** INFORMATION GIVEN follows **

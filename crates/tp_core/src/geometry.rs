//! Static level geometry: the solid rectangles an actor collides against.
//!
//! Levels are authored in tile units, either as explicit rectangles or as a
//! grid of tile codes. Both forms are resolved once, at load time, into a flat
//! list of world-pixel rectangles. Trigger tiles (hazards, collectibles, the
//! exit door) are kept apart from the solid geometry so the collision resolver
//! never sees them.

use serde::Deserialize;

use crate::error::LevelError;

/// Axis-aligned rectangle in world pixels. `y` grows downward.
#[derive(Debug, Clone, Copy, PartialEq, Deserialize)]
pub struct CollisionRect {
    pub x: f32,
    pub y: f32,
    pub width: f32,
    pub height: f32,
}

impl CollisionRect {
    pub const fn new(x: f32, y: f32, width: f32, height: f32) -> Self {
        Self {
            x,
            y,
            width,
            height,
        }
    }

    pub fn left(&self) -> f32 {
        self.x
    }

    pub fn right(&self) -> f32 {
        self.x + self.width
    }

    pub fn top(&self) -> f32 {
        self.y
    }

    pub fn bottom(&self) -> f32 {
        self.y + self.height
    }

    pub fn translated(&self, dx: f32, dy: f32) -> Self {
        Self {
            x: self.x + dx,
            y: self.y + dy,
            ..*self
        }
    }

    /// Strict overlap test. Rectangles that only share an edge do not intersect,
    /// which is what lets an actor rest exactly on a platform.
    #[inline]
    pub fn intersects(&self, other: &CollisionRect) -> bool {
        self.x < other.x + other.width
            && self.x + self.width > other.x
            && self.y < other.y + other.height
            && self.y + self.height > other.y
    }
}

/// What an authored grid cell means.
#[derive(Debug, Clone, Copy, PartialEq, Eq, Hash)]
pub enum TileKind {
    Empty,
    Ground,
    Platform,
    Hazard,
    Collectible,
    Exit,
}

impl TileKind {
    pub fn from_code(code: u8) -> Option<Self> {
        match code {
            0 => Some(Self::Empty),
            1 => Some(Self::Ground),
            2 => Some(Self::Platform),
            3 => Some(Self::Hazard),
            4 => Some(Self::Collectible),
            5 => Some(Self::Exit),
            _ => None,
        }
    }

    pub fn is_solid(self) -> bool {
        matches!(self, Self::Ground | Self::Platform)
    }
}

/// One authored piece of level layout, in tile units.
#[derive(Debug, Clone, Copy, PartialEq)]
pub enum TileDescriptor {
    /// Explicit solid block, `w` by `h` tiles with its top-left at (`x`, `y`).
    Rect { x: i32, y: i32, w: i32, h: i32 },
    /// A single grid cell of the given kind.
    Cell {
        col: usize,
        row: usize,
        kind: TileKind,
    },
}

/// Immutable set of solid rectangles for one level.
///
/// Iteration order is build order. It only matters when an actor overlaps
/// several rectangles in the same pass and the resolver runs with
/// [`ContactPolicy::LastMatch`](crate::collision::ContactPolicy::LastMatch).
#[derive(Debug, Clone, Default, PartialEq)]
pub struct LevelGeometry {
    rects: Vec<CollisionRect>,
}

impl LevelGeometry {
    pub fn from_rects(rects: Vec<CollisionRect>) -> Self {
        Self { rects }
    }

    pub fn build(tiles: &[TileDescriptor], tile_size: f32) -> Result<Self, LevelError> {
        validate_tile_size(tile_size)?;

        let mut rects = Vec::with_capacity(tiles.len());
        for (i, tile) in tiles.iter().enumerate() {
            match *tile {
                TileDescriptor::Rect { x, y, w, h } => {
                    if w <= 0 || h <= 0 {
                        return Err(LevelError::malformed(format!(
                            "tile {i}: rectangle extent must be positive, got {w}x{h}"
                        )));
                    }
                    rects.push(CollisionRect::new(
                        x as f32 * tile_size,
                        y as f32 * tile_size,
                        w as f32 * tile_size,
                        h as f32 * tile_size,
                    ));
                }
                TileDescriptor::Cell { col, row, kind } => {
                    if kind.is_solid() {
                        rects.push(cell_rect(col, row, tile_size));
                    }
                }
            }
        }

        Ok(Self { rects })
    }

    pub fn rects(&self) -> &[CollisionRect] {
        &self.rects
    }

    pub fn len(&self) -> usize {
        self.rects.len()
    }

    pub fn is_empty(&self) -> bool {
        self.rects.is_empty()
    }

    pub fn overlaps(&self, bounds: &CollisionRect) -> bool {
        self.rects.iter().any(|r| r.intersects(bounds))
    }
}

/// Everything a level grid produces: solid geometry plus trigger rectangles.
#[derive(Debug, Clone, Default, PartialEq)]
pub struct LevelLayout {
    pub geometry: LevelGeometry,
    pub hazards: Vec<CollisionRect>,
    pub collectibles: Vec<CollisionRect>,
    pub exit: Option<CollisionRect>,
    pub tile_size: f32,
}

impl LevelLayout {
    /// Builds a layout from rows of tile codes. Every row must be as long as the
    /// first one and every code must name a known [`TileKind`]; otherwise nothing
    /// is built.
    pub fn from_grid(rows: &[Vec<u8>], tile_size: f32) -> Result<Self, LevelError> {
        validate_tile_size(tile_size)?;

        let expected = rows.first().map(Vec::len).unwrap_or(0);
        let mut cells = Vec::new();
        for (row, codes) in rows.iter().enumerate() {
            if codes.len() != expected {
                return Err(LevelError::malformed(format!(
                    "row {row} has {} cells, expected {expected}",
                    codes.len()
                )));
            }
            for (col, &code) in codes.iter().enumerate() {
                let kind = TileKind::from_code(code).ok_or_else(|| {
                    LevelError::malformed(format!(
                        "invalid tile code {code} at row {row}, column {col}"
                    ))
                })?;
                if kind != TileKind::Empty {
                    cells.push(TileDescriptor::Cell { col, row, kind });
                }
            }
        }

        let layout = Self::from_descriptors(&cells, tile_size)?;
        log::debug!(
            "Built level grid {}x{}: {} solids, {} hazards, {} collectibles",
            expected,
            rows.len(),
            layout.geometry.len(),
            layout.hazards.len(),
            layout.collectibles.len()
        );
        Ok(layout)
    }

    /// Sorts descriptors into solid geometry and trigger lists.
    pub fn from_descriptors(tiles: &[TileDescriptor], tile_size: f32) -> Result<Self, LevelError> {
        let geometry = LevelGeometry::build(tiles, tile_size)?;
        let mut hazards = Vec::new();
        let mut collectibles = Vec::new();
        let mut exit = None;

        for tile in tiles {
            let TileDescriptor::Cell { col, row, kind } = *tile else {
                continue;
            };
            let rect = cell_rect(col, row, tile_size);
            match kind {
                TileKind::Hazard => hazards.push(rect),
                TileKind::Collectible => collectibles.push(rect),
                TileKind::Exit => {
                    if exit.replace(rect).is_some() {
                        return Err(LevelError::malformed(format!(
                            "second exit tile at row {row}, column {col}"
                        )));
                    }
                }
                TileKind::Empty | TileKind::Ground | TileKind::Platform => {}
            }
        }

        Ok(Self {
            geometry,
            hazards,
            collectibles,
            exit,
            tile_size,
        })
    }
}

fn cell_rect(col: usize, row: usize, tile_size: f32) -> CollisionRect {
    CollisionRect::new(
        col as f32 * tile_size,
        row as f32 * tile_size,
        tile_size,
        tile_size,
    )
}

fn validate_tile_size(tile_size: f32) -> Result<(), LevelError> {
    if !(tile_size.is_finite() && tile_size > 0.0) {
        return Err(LevelError::malformed(format!(
            "tile size must be > 0, got {tile_size}"
        )));
    }
    Ok(())
}
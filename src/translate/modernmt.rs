use async_trait::async_trait;
use reqwest::Client;
use serde::{Deserialize, Serialize};
use std::time::Duration;
use tracing::debug;

use super::TranslationBackend;
use crate::config::TranslateConfig;
use crate::error::{PipelineError, Result};

/// Environment variable consulted when the config carries no API key
pub const API_KEY_ENV: &str = "MMT_API_KEY";

#[derive(Debug, Clone, Serialize)]
pub struct ModernMtRequest<'a> {
    pub source: &'a str,
    pub target: &'a str,
    pub q: &'a str,
}

#[derive(Debug, Clone, Deserialize)]
pub struct ModernMtResponse {
    pub status: u16,
    pub data: Option<ModernMtTranslation>,
    pub error: Option<ModernMtError>,
}

#[derive(Debug, Clone, Deserialize)]
pub struct ModernMtTranslation {
    pub translation: String,
}

#[derive(Debug, Clone, Deserialize)]
pub struct ModernMtError {
    #[serde(rename = "type", default)]
    pub kind: String,
    pub message: String,
}

impl ModernMtResponse {
    /// Extract the translation or turn the service error into ours
    pub fn into_translation(self) -> Result<String> {
        match (self.data, self.error) {
            (Some(data), _) if self.status == 200 => Ok(data.translation),
            (_, Some(error)) => Err(PipelineError::Translation(format!(
                "ModernMT error {} ({}): {}",
                self.status, error.kind, error.message
            ))),
            _ => Err(PipelineError::Translation(format!(
                "ModernMT returned status {} without a translation",
                self.status
            ))),
        }
    }
}

/// ModernMT REST client
pub struct ModernMtBackend {
    client: Client,
    endpoint: String,
    api_key: String,
}

impl ModernMtBackend {
    pub fn new(config: &TranslateConfig) -> Result<Self> {
        let api_key = config
            .api_key
            .clone()
            .or_else(|| std::env::var(API_KEY_ENV).ok())
            .filter(|key| !key.trim().is_empty())
            .ok_or_else(|| {
                PipelineError::Config(format!(
                    "ModernMT requires translate.api_key or the {} environment variable",
                    API_KEY_ENV
                ))
            })?;

        let client = Client::builder()
            .timeout(Duration::from_secs(config.timeout_secs))
            .build()?;

        Ok(Self {
            client,
            endpoint: config.endpoint.trim_end_matches('/').to_string(),
            api_key,
        })
    }
}

#[async_trait]
impl TranslationBackend for ModernMtBackend {
    async fn translate(&self, source_code: &str, target_code: &str, text: &str) -> Result<String> {
        let url = format!("{}/translate", self.endpoint);
        let request = ModernMtRequest {
            source: source_code,
            target: target_code,
            q: text,
        };

        debug!("Sending translation request to: {}", url);

        let response = self
            .client
            .post(&url)
            .header("MMT-ApiKey", &self.api_key)
            .header("MMT-Platform", "vidsub")
            .header("X-HTTP-Method-Override", "GET")
            .json(&request)
            .send()
            .await
            .map_err(|e| PipelineError::Translation(format!("HTTP request failed: {}", e)))?;

        let body: ModernMtResponse = response
            .json()
            .await
            .map_err(|e| PipelineError::Translation(format!("Failed to parse response: {}", e)))?;

        body.into_translation()
    }
}
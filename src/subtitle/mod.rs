// Transcript-to-subtitle conversion
//
// Raw chunks from a transcription backend flow through three steps:
// - timing: repair timestamps that reset mid-stream
// - cues: turn chunks into indexed cues (1:1 for phrases, gap-merged for words)
// - srt: render cues into the SubRip document consumed by ffmpeg

pub mod cues;
pub mod srt;
pub mod timing;

pub use cues::*;
pub use srt::*;
pub use timing::*;

use crate::transcribe::{Chunk, Granularity};

/// A finalized, indexed subtitle entry
#[derive(Debug, Clone, PartialEq)]
pub struct Cue {
    /// One-based position in the document
    pub index: usize,
    pub start: f64,
    pub end: f64,
    pub text: String,
}

/// Ordered cues rendered as one SubRip document
#[derive(Debug, Clone, Default, PartialEq)]
pub struct SubtitleDocument {
    pub cues: Vec<Cue>,
}

impl SubtitleDocument {
    /// Normalize and merge backend chunks according to their granularity
    pub fn from_chunks(
        chunks: Vec<Chunk>,
        granularity: Granularity,
        detection: ResetDetection,
        merge_threshold: f64,
    ) -> Self {
        let normalized = normalize_timestamps(chunks, detection);
        let cues = match granularity {
            Granularity::Phrase => phrase_cues(normalized),
            Granularity::Word => merge_word_cues(normalized, merge_threshold),
        };
        Self { cues }
    }

    pub fn len(&self) -> usize {
        self.cues.len()
    }

    pub fn is_empty(&self) -> bool {
        self.cues.is_empty()
    }

    pub fn to_srt(&self) -> String {
        format_srt(&self.cues)
    }
}
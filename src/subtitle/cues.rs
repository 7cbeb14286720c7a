use super::Cue;
use crate::transcribe::Chunk;

/// Cue text must stay on one line or the SRT block layout breaks
fn single_line(text: &str) -> String {
    text.split(['\r', '\n'])
        .map(str::trim)
        .filter(|line| !line.is_empty())
        .collect::<Vec<_>>()
        .join(" ")
}

/// Phrase mode: every chunk becomes one cue
pub fn phrase_cues(chunks: Vec<Chunk>) -> Vec<Cue> {
    chunks
        .into_iter()
        .enumerate()
        .map(|(idx, chunk)| Cue {
            index: idx + 1,
            start: chunk.start,
            end: chunk.end,
            text: single_line(&chunk.text),
        })
        .collect()
}

/// Running cue being accumulated from word chunks
struct PendingCue {
    start: f64,
    end: f64,
    words: Vec<String>,
}

impl PendingCue {
    fn open(chunk: Chunk) -> Self {
        let mut pending = Self {
            start: chunk.start,
            end: chunk.end,
            words: Vec::new(),
        };
        pending.push_text(&chunk.text);
        pending
    }

    fn push_text(&mut self, text: &str) {
        let word = single_line(text);
        if !word.is_empty() {
            self.words.push(word);
        }
    }

    fn seal(self, index: usize) -> Cue {
        Cue {
            index,
            start: self.start,
            end: self.end,
            text: self.words.join(" "),
        }
    }
}

/// Word mode: merge consecutive chunks while the silence between them is at
/// most `merge_threshold` seconds. The last cue is always flushed.
pub fn merge_word_cues(chunks: Vec<Chunk>, merge_threshold: f64) -> Vec<Cue> {
    let mut cues = Vec::new();
    let mut current: Option<PendingCue> = None;

    for chunk in chunks {
        current = Some(match current.take() {
            None => PendingCue::open(chunk),
            Some(mut pending) if chunk.start - pending.end <= merge_threshold => {
                pending.end = chunk.end;
                pending.push_text(&chunk.text);
                pending
            }
            Some(pending) => {
                cues.push(pending.seal(cues.len() + 1));
                PendingCue::open(chunk)
            }
        });
    }

    if let Some(pending) = current {
        cues.push(pending.seal(cues.len() + 1));
    }

    cues
}
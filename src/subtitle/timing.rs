use serde::{Deserialize, Serialize};
use tracing::debug;

use crate::transcribe::Chunk;

/// Trigger used to decide that a chunk's timestamps have reset
#[derive(Debug, Clone, Copy, Default, PartialEq, Eq, Serialize, Deserialize)]
#[serde(rename_all = "lowercase")]
pub enum ResetDetection {
    /// A chunk starting before the previous chunk ended is a reset
    #[default]
    Overlap,
    /// Trust backend timestamps as-is
    Disabled,
}

/// Repair chunks whose timestamps jump backwards mid-stream.
///
/// A reset chunk is moved to start where the previous one ended and keeps its
/// original duration. Single forward pass; emitted chunks are never revisited.
pub fn normalize_timestamps(chunks: Vec<Chunk>, detection: ResetDetection) -> Vec<Chunk> {
    let mut last_end = 0.0_f64;

    chunks
        .into_iter()
        .map(|mut chunk| {
            if chunk.end < chunk.start {
                chunk.end = chunk.start;
            }

            if detection == ResetDetection::Overlap && chunk.start < last_end {
                let duration = chunk.end - chunk.start;
                debug!(
                    "Timestamp reset at {:.3}s (previous end {:.3}s), shifting chunk",
                    chunk.start, last_end
                );
                chunk.start = last_end;
                chunk.end = last_end + duration;
            }

            last_end = chunk.end;
            chunk
        })
        .collect()
}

** End of INFORMATION GIVEN **

YOUR INSTRUCTIONS ->
Find every line in the records that contains the word "ModernMtRequest"; copy those lines.

SOLUTION TO THE EXERCISE ->
pub struct ModernMtRequest<'a> {
        let request = ModernMtRequest {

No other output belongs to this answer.